Ich verbringe den Abend im Viking Club mit Urs und Ghislain. Die beiden Schweizer sind in den letzten 4 Monaten durch verschiedene Europäische Länder gereist. Die meiste Zeit haben sie in Island verbracht. Die beiden sind sehr angenehme Gesprächspartner und wir genießen gemeinsam den Abend in der Bar, trinken Bier und schauen uns die täglich stattfindende Tanzvorführung an. Nicht schlecht was einem hier an Bord so alles geboten wird.

Abfahrt

eingereiht

Norröna

Tanzvorführung im Viking Club

Tanzvorführung im Viking Club

Auf dem Campingplatz treffe ich Josef aus der Schweiz. Ein echtes Original! Er fährt seit 1985 jedes Jahr für drei bis fünf Monate mit seinem alten Schweizer Postfahrrad durch Island. Damit hält er vermutlich irgendeinen Rekord. Ganz sicher hält er nicht den “schnellster Radfahrer Islands” Rekord. Sein Postvelo hatte damals, als er dieses Rad für ein paar Schweizer Franken gekauft hat nur einen Gang. Er hat es umgebaut und fährt seit dem auf drei Gängen. Im höchsten Gang fährt er ca. 9 km/h mit seinem Rad. In den übrigen Gängen fährt er Schrittempo. Genau kann er es mir nicht sagen, einen Tachometer hat er nicht an seinem Rad. Sein altes Zelt ist mit den Jahren undicht geworden. Er hat es komplett mit Panzerklebeband verstärkt, so war es am Ende fast Lichtundurchlässig und ungewöhnlich windstabil. Allerdings auch ungewöhnlich schwer, ca. 20 kg brachte dieses Unikat auf die Waage. Vermutlich das schwerste 1-Personen Zelt das jemals auf einer Radreise in Island dabeigewesen ist. Mittlerweile hat er sich von diesem Unikat getrennt und sich ein neues (leichteres) Zelt zugelegt. Ca. 90 kg. Gepäck hat er aber immer noch dabei. Er hat vermutlich jede Straße Islands mit dem Rad befahren. Die Hochlandstrecken hat er allerdings zu einem großen Teil ausgelassen. Nur die Kjölur hat er befahren, allerdings zu einer Zeit als die Strecke noch längst nicht so gut ausgebaut gewesen ist wie heute. Damals musste er noch zwei oder drei Furten auf der Strecke bewältigen. Er reist wirklich sehr bewusst und langsam durch Island. Für höhere Pässe plant er manchmal drei Tage ein, wenn er längere Strecken schieben muss baut er die linke Pedale ab damit sie ihn beim Schieben nicht behindert. Er liebt die isländische Landschaft, das Wetter und die Menschen hier. Dieses Jahr hat er sich von seinem geliebten Postvelo getrennt und hat Island mit einem kleinen Auto bereist. Sein Fahrrad steht seit gestern im Technikmuseum von Seyðisfjörður. Es steht nicht in den normalen Ausstellungsräumen. Das Rad finde ich in einer Art Werkstatt, die zum Museum gehört.

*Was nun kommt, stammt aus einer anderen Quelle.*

#![allow(dead_code)]

use sqlx::SqlitePool;
use std::net::SocketAddr;
use std::sync::Arc;
use std::time::Duration;
use tinylink::application::services::LinkService;
use tinylink::domain::repositories::MappingRepository;
use tinylink::infrastructure::database;
use tinylink::infrastructure::persistence::SqliteMappingRepository;
use tinylink::AppError;
use tinylink::state::AppState;
use tinylink::utils::token_generator::{OsTokenGenerator, TokenGenerator};
use tower::Layer;

pub const BASE_URL: &str = "http://host";

/// Opens a private in-memory database; every call gets a fresh one.
pub async fn test_pool() -> SqlitePool {
    database::connect("sqlite::memory:", 1, Duration::from_secs(1))
        .await
        .unwrap()
}

/// Returns an initialized repository over a fresh in-memory database.
pub async fn test_repository() -> SqliteMappingRepository {
    let repository = SqliteMappingRepository::new(Arc::new(test_pool().await));
    repository.initialize().await.unwrap();
    repository
}

pub async fn insert_mapping(pool: &SqlitePool, token: &str, target: &str) {
    sqlx::query("INSERT INTO mappings (token, target) VALUES (?, ?)")
        .bind(token)
        .bind(target)
        .execute(pool)
        .await
        .unwrap();
}

pub async fn count_mappings(pool: &SqlitePool) -> i64 {
    sqlx::query_scalar("SELECT COUNT(*) FROM mappings")
        .fetch_one(pool)
        .await
        .unwrap()
}

pub fn create_test_state(repository: SqliteMappingRepository) -> AppState {
    create_test_state_with_generator(repository, Arc::new(OsTokenGenerator))
}

pub fn create_test_state_with_generator(
    repository: SqliteMappingRepository,
    generator: Arc<dyn TokenGenerator>,
) -> AppState {
    let link_service = Arc::new(LinkService::new(
        Arc::new(repository),
        generator,
        BASE_URL,
        3,
    ));

    AppState::new(link_service)
}

/// Generator whose entropy source always fails.
pub struct FailingTokenGenerator;

impl TokenGenerator for FailingTokenGenerator {
    fn generate(&self) -> Result<String, AppError> {
        Err(AppError::entropy(
            "Failed to obtain random bytes",
            serde_json::json!({ "reason": "entropy source unavailable" }),
        ))
    }
}

/// Inserts a fixed peer address so per-IP middleware works under `TestServer`.
#[derive(Clone)]
pub struct MockConnectInfoLayer;

impl<S> Layer<S> for MockConnectInfoLayer {
    type Service = MockConnectInfoService<S>;

    fn layer(&self, inner: S) -> Self::Service {
        MockConnectInfoService { inner }
    }
}

#[derive(Clone)]
pub struct MockConnectInfoService<S> {
    inner: S,
}

impl<S, B> tower::Service<axum::http::Request<B>> for MockConnectInfoService<S>
where
    S: tower::Service<axum::http::Request<B>> + Clone + Send + 'static,
    S::Future: Send + 'static,
    B: Send + 'static,
{
    type Response = S::Response;
    type Error = S::Error;
    type Future = S::Future;

    fn poll_ready(
        &mut self,
        cx: &mut std::task::Context<'_>,
    ) -> std::task::Poll<Result<(), Self::Error>> {
        self.inner.poll_ready(cx)
    }

    fn call(&mut self, mut req: axum::http::Request<B>) -> Self::Future {
        let addr: SocketAddr = "127.0.0.1:12345".parse().unwrap();
        req.extensions_mut()
            .insert(axum::extract::ConnectInfo(addr));
        self.inner.call(req)
    }
}
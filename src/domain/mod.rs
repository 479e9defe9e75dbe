//! Domain layer containing business entities and repository contracts.
//!
//! The domain layer has no dependencies on infrastructure or presentation layers.
//!
//! - [`entities`] - Core data structures ([`entities::Mapping`])
//! - [`repositories`] - Data access trait definitions implemented in
//!   [`crate::infrastructure::persistence`]

pub mod entities;
pub mod repositories;
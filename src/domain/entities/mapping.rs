//! Mapping entity representing a shortened URL.

/// An immutable association between a short token and its target URL.
///
/// The target is stored verbatim, without normalization.
#[derive(Debug, Clone, PartialEq, Eq)]
pub struct Mapping {
    pub token: String,
    pub target: String,
}

impl Mapping {
    /// Creates a new Mapping instance.
    pub fn new(token: impl Into<String>, target: impl Into<String>) -> Self {
        Self {
            token: token.into(),
            target: target.into(),
        }
    }
}
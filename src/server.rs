//! HTTP server initialization and runtime setup.
//!
//! Opens the store, ensures the schema, wires services and runs the Axum
//! server until a shutdown signal arrives.

use crate::config::Config;
use crate::domain::repositories::MappingRepository;
use crate::infrastructure::database;
use crate::infrastructure::persistence::SqliteMappingRepository;
use crate::routes::app_router;
use crate::state::{AppLinkService, AppState};
use crate::utils::token_generator::{OsTokenGenerator, TokenGenerator};

use anyhow::{Context, Result};
use std::net::SocketAddr;
use std::sync::Arc;

/// Opens the database and ensures the mappings table exists.
///
/// # Errors
///
/// Returns an error if the database cannot be opened or the schema cannot be
/// created. Callers treat both as fatal.
pub async fn open_store(config: &Config) -> Result<SqliteMappingRepository> {
    let pool = database::connect(
        &config.database_url,
        config.db_max_connections,
        config.busy_timeout(),
    )
    .await
    .with_context(|| format!("Failed to open database '{}'", config.database_url))?;
    tracing::info!("Connected to database");

    let repository = SqliteMappingRepository::new(Arc::new(pool));
    repository
        .initialize()
        .await
        .context("Failed to initialize database schema")?;
    tracing::info!("Database schema ready");

    Ok(repository)
}

/// Builds the link service used by both the server and the admin CLI.
pub fn build_link_service(
    config: &Config,
    repository: SqliteMappingRepository,
) -> AppLinkService {
    let generator: Arc<dyn TokenGenerator> = Arc::new(OsTokenGenerator);

    AppLinkService::new(
        Arc::new(repository),
        generator,
        config.base_url.clone(),
        config.save_max_attempts,
    )
}

/// Runs the HTTP server with the given configuration.
///
/// # Errors
///
/// Returns an error if:
/// - Database open or schema creation fails
/// - Server bind fails
/// - Server runtime error occurs
pub async fn run(config: Config) -> Result<()> {
    let repository = open_store(&config).await?;
    let state = AppState::new(Arc::new(build_link_service(&config, repository)));

    let app = app_router(state);

    let listener = tokio::net::TcpListener::bind(&config.listen_addr)
        .await
        .with_context(|| format!("Failed to bind {}", config.listen_addr))?;
    tracing::info!("Listening on http://{}", listener.local_addr()?);

    axum::serve(
        listener,
        app.into_make_service_with_connect_info::<SocketAddr>(),
    )
    .with_graceful_shutdown(shutdown_signal())
    .await?;

    tracing::info!("Server stopped");
    Ok(())
}

/// Resolves when Ctrl-C or SIGTERM is received.
async fn shutdown_signal() {
    let ctrl_c = async {
        if let Err(e) = tokio::signal::ctrl_c().await {
            tracing::error!("Failed to listen for Ctrl-C: {}", e);
            std::future::pending::<()>().await;
        }
    };

    #[cfg(unix)]
    let terminate = async {
        match tokio::signal::unix::signal(tokio::signal::unix::SignalKind::terminate()) {
            Ok(mut signal) => {
                signal.recv().await;
            }
            Err(e) => {
                tracing::error!("Failed to listen for SIGTERM: {}", e);
                std::future::pending::<()>().await;
            }
        }
    };

    #[cfg(not(unix))]
    let terminate = std::future::pending::<()>();

    tokio::select! {
        () = ctrl_c => {},
        () = terminate => {},
    }

    tracing::info!("Shutdown signal received, draining connections");
}
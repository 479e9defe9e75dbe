//! Repository trait definitions for the domain layer.
//!
//! - Traits define the contract for data operations
//! - Implementations live in `crate::infrastructure::persistence`
//! - Mock implementations are auto-generated via `mockall` for testing
//!
//! See integration tests in `tests/repository_*.rs` for usage examples.

pub mod mapping_repository;

pub use mapping_repository::MappingRepository;

#[cfg(test)]
pub use mapping_repository::MockMappingRepository;
//! Infrastructure layer for external integrations.
//!
//! This layer implements interfaces defined by the domain layer.
//!
//! # Modules
//!
//! - [`database`] - SQLite connection pool setup
//! - [`persistence`] - Repository implementations

pub mod database;
pub mod persistence;
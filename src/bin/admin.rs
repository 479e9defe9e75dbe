//! CLI administration tool for tinylink.
//!
//! Works directly on the configured database, without going through the
//! HTTP API.
//!
//! # Usage
//!
//! ```bash
//! # Create the mappings table (safe to repeat)
//! cargo run --bin tinylink-admin -- init
//!
//! # Shorten a URL
//! cargo run --bin tinylink-admin -- shorten https://example.com/page
//!
//! # Look up a token
//! cargo run --bin tinylink-admin -- resolve AbC123xy
//!
//! # Check database connection
//! cargo run --bin tinylink-admin -- db check
//! ```
//!
//! # Environment Variables
//!
//! Same as the server: `DATABASE_URL`, `BASE_URL`, `SAVE_MAX_ATTEMPTS`, ...

use tinylink::AppError;
use tinylink::config::{self, Config};
use tinylink::domain::repositories::MappingRepository;
use tinylink::server::{build_link_service, open_store};
use tinylink::telemetry;

use anyhow::Result;
use clap::{Parser, Subcommand};
use colored::*;

/// CLI tool for managing tinylink.
#[derive(Parser)]
#[command(name = "tinylink-admin")]
#[command(author, version, about, long_about = None)]
struct Cli {
    #[command(subcommand)]
    command: Commands,
}

/// Top-level commands.
#[derive(Subcommand)]
enum Commands {
    /// Create the mappings table if it does not exist
    Init,

    /// Create a short URL
    Shorten {
        /// The long URL to shorten
        url: String,
    },

    /// Print the URL a token redirects to
    Resolve {
        /// Short token
        token: String,
    },

    /// Database operations
    Db {
        #[command(subcommand)]
        action: DbAction,
    },
}

/// Database operation subcommands.
#[derive(Subcommand)]
enum DbAction {
    /// Check database connection and show the number of stored links
    Check,
}

#[tokio::main]
async fn main() -> Result<()> {
    dotenvy::dotenv().ok();

    let cli = Cli::parse();

    let config = config::load_from_env()?;
    telemetry::init("warn", &config.log_format)?;

    match cli.command {
        Commands::Init => handle_init(&config).await?,
        Commands::Shorten { url } => handle_shorten(&config, url).await?,
        Commands::Resolve { token } => handle_resolve(&config, token).await?,
        Commands::Db { action } => match action {
            DbAction::Check => handle_db_check(&config).await?,
        },
    }

    Ok(())
}

/// Ensures the schema exists. Opening the store already runs initialization.
async fn handle_init(config: &Config) -> Result<()> {
    open_store(config).await?;

    println!("{}", "✅ Mappings table ready".green().bold());
    println!("  Database: {}", config.database_url.cyan());

    Ok(())
}

/// Creates a mapping and prints the short URL.
async fn handle_shorten(config: &Config, url: String) -> Result<()> {
    let repository = open_store(config).await?;
    let service = build_link_service(config, repository);

    let mapping = service
        .shorten(&url)
        .await
        .map_err(|e| anyhow::anyhow!("Failed to shorten URL: {}", e))?;

    println!("{}", "✨ Short link created".green().bold());
    println!("  Token:     {}", mapping.token.bright_yellow().bold());
    println!("  Target:    {}", mapping.target.cyan());
    println!(
        "  Short URL: {}",
        service.short_url(&mapping.token).bright_white().bold()
    );

    Ok(())
}

/// Prints the target of a token, failing if it is unknown.
async fn handle_resolve(config: &Config, token: String) -> Result<()> {
    let repository = open_store(config).await?;

    match repository.resolve(&token).await {
        Ok(target) => {
            println!("  {} -> {}", token.bright_yellow(), target.cyan());
            Ok(())
        }
        Err(AppError::NotFound { .. }) => {
            println!("{}", format!("❌ No link for token '{}'", token).red());
            anyhow::bail!("token not found")
        }
        Err(e) => Err(anyhow::anyhow!("Database error: {}", e)),
    }
}

/// Checks connectivity and reports the number of stored links.
async fn handle_db_check(config: &Config) -> Result<()> {
    println!("{}", "🔍 Checking database connection...".bright_blue());

    let repository = open_store(config).await?;

    repository
        .ping()
        .await
        .map_err(|e| anyhow::anyhow!("Database did not answer: {}", e))?;

    let count = repository
        .count()
        .await
        .map_err(|e| anyhow::anyhow!("Failed to count links: {}", e))?;

    println!("{}", "✅ Database connection OK".green().bold());
    println!("  Database: {}", config.database_url.cyan());
    println!("  Links:    {}", count.to_string().bright_white().bold());

    Ok(())
}
//! Application layer orchestrating domain operations.
//!
//! - [`services`] - Business logic built on repository traits

pub mod services;
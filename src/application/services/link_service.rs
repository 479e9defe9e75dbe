//! Link creation and resolution service.

use std::sync::Arc;

use crate::domain::entities::Mapping;
use crate::domain::repositories::MappingRepository;
use crate::error::AppError;
use crate::utils::token_generator::TokenGenerator;
use serde_json::json;

/// Default number of generate-and-save attempts per shorten request.
pub const DEFAULT_MAX_ATTEMPTS: usize = 3;

/// Service for creating and resolving shortened links.
///
/// Combines a [`TokenGenerator`] with a [`MappingRepository`]. The generator
/// gives no uniqueness guarantee, so a token collision on save is answered by
/// regenerating, up to `max_attempts` times.
pub struct LinkService<R: MappingRepository, G: TokenGenerator + ?Sized> {
    repository: Arc<R>,
    generator: Arc<G>,
    base_url: String,
    max_attempts: usize,
}

impl<R: MappingRepository, G: TokenGenerator + ?Sized> LinkService<R, G> {
    /// Creates a new link service.
    ///
    /// `max_attempts` is clamped to at least one attempt.
    pub fn new(
        repository: Arc<R>,
        generator: Arc<G>,
        base_url: impl Into<String>,
        max_attempts: usize,
    ) -> Self {
        Self {
            repository,
            generator,
            base_url: base_url.into(),
            max_attempts: max_attempts.max(1),
        }
    }

    /// Creates a mapping for `long_url` under a freshly generated token.
    ///
    /// Any non-empty string is accepted and stored verbatim.
    ///
    /// # Errors
    ///
    /// - [`AppError::InvalidInput`] if `long_url` is empty; nothing is
    ///   written in that case
    /// - [`AppError::Entropy`] if token generation fails
    /// - [`AppError::Storage`] on database errors, or when every attempt
    ///   collided with an existing token
    pub async fn shorten(&self, long_url: &str) -> Result<Mapping, AppError> {
        if long_url.is_empty() {
            return Err(AppError::invalid_input(
                "long_url must not be empty",
                json!({ "field": "long_url" }),
            ));
        }

        for attempt in 1..=self.max_attempts {
            let token = self.generator.generate()?;

            match self.repository.save(&token, long_url).await {
                Ok(()) => {
                    tracing::info!(token = %token, attempt, "Short link created");
                    return Ok(Mapping::new(token, long_url));
                }
                Err(AppError::DuplicateKey { .. }) => {
                    tracing::warn!(
                        token = %token,
                        attempt,
                        max_attempts = self.max_attempts,
                        "Token collision, regenerating"
                    );
                }
                Err(e) => return Err(e),
            }
        }

        Err(AppError::storage(
            "Failed to allocate a unique token",
            json!({ "attempts": self.max_attempts }),
        ))
    }

    /// Returns the target URL stored for `token`.
    ///
    /// # Errors
    ///
    /// Returns [`AppError::NotFound`] if the token is unknown.
    /// Returns [`AppError::Storage`] on database errors.
    pub async fn resolve(&self, token: &str) -> Result<String, AppError> {
        self.repository.resolve(token).await
    }

    /// Builds the public short URL for `token`.
    ///
    /// The base URL and token are joined by exactly one `/`.
    pub fn short_url(&self, token: &str) -> String {
        format!("{}/{}", self.base_url.trim_end_matches('/'), token)
    }

    /// Checks that the store answers.
    ///
    /// # Errors
    ///
    /// Returns [`AppError::Storage`] if the database is unreachable.
    pub async fn ping(&self) -> Result<(), AppError> {
        self.repository.ping().await
    }
}
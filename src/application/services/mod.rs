//! Business logic services for the application layer.

pub mod link_service;

pub use link_service::LinkService;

Das Rad und die teilweise fest angebauten Fahrradtaschen scheinen nur noch durch Klebeband zusammengehalten zu werden. Diverse Besonderheiten und Speziallösungen fallen mir bei der Begutachtung des Rades auf. Unter der linken Pedale ist ein mit Klebeband befestigter schwerer Klotz angebracht. Ich habe keine Idee wofür das gut sein soll. Josef erklärt mir später am Campingplatz dass dieser Klotz einfach ein Stein ist der nur dafür da ist die Pedale unten zu halten wenn er das Rad kurzzeitig schieben muss, bei längeren Strecken wird die Pedale abgeschraubt.

Josef ist ein sehr herzlicher Mensch der scheinbar sehr viel Lebensfreude aus seinen Islandbesuchen mitnimmt. Ich bin mir sicher, dass er eine Reisebekanntschaft ist mit der man Kontakt hält über viele Jahre. Langsamen Kontakt allerdings, da man auf die elektronische Post verzichten muss und sich mit ihm nur per Brief oder Grußkarte austauschen kann.

Neben meinen Gesprächen mit Josef verbringe ich viel Zeit in der Bibliothek. Dort erfahre ich von der Angestellten einiges über die isländischen Sagas und in dem Zusammenhang über die isländische Genealogie. Das Interesse der Isländer an Ahnenforschung – an Genealogie – ist so groß, wie sonst nirgendwo auf der Welt. Jeder Isländer kann seinen Stammbaum bis zur Besiedelung Islands zurückverfolgen. Eine Vorfahrin der Bibliothekarin z.B. wurde um 930 n.Chr. in Norwegen von einem reichen Isländer gekauft. Die Norweger hatten sie aus Irland entführt und auf dem Sklavenmarkt verkauft.
In Bibliotheken fühle ich mich mittlerweile richtig wohl. Leider nicht nur ich. Hier in Seyðisfjörður treffe ich auch einen unangenehmen Menschen der alle Menschen um ihn herum ignoriert und stumpf wirkt wie ein Tier. Zwei Schweizer, die mich auch auf der Überfahrt begleiten werden, haben ihn schon in auf einem Campingplatz in Island getroffen. Sie sind sehr überrascht, dass er es von dort nach Seyðisfjörður geschafft hat. Er wirkt immer so, als würde er sich nie wieder von der Stelle bewegen. Sie berichten mir, dass er einen Tag vor seinem Zelt gelegen hat und einen anderen Tag in einem Kaffee ein Telefonbuch druchgeblättert hat….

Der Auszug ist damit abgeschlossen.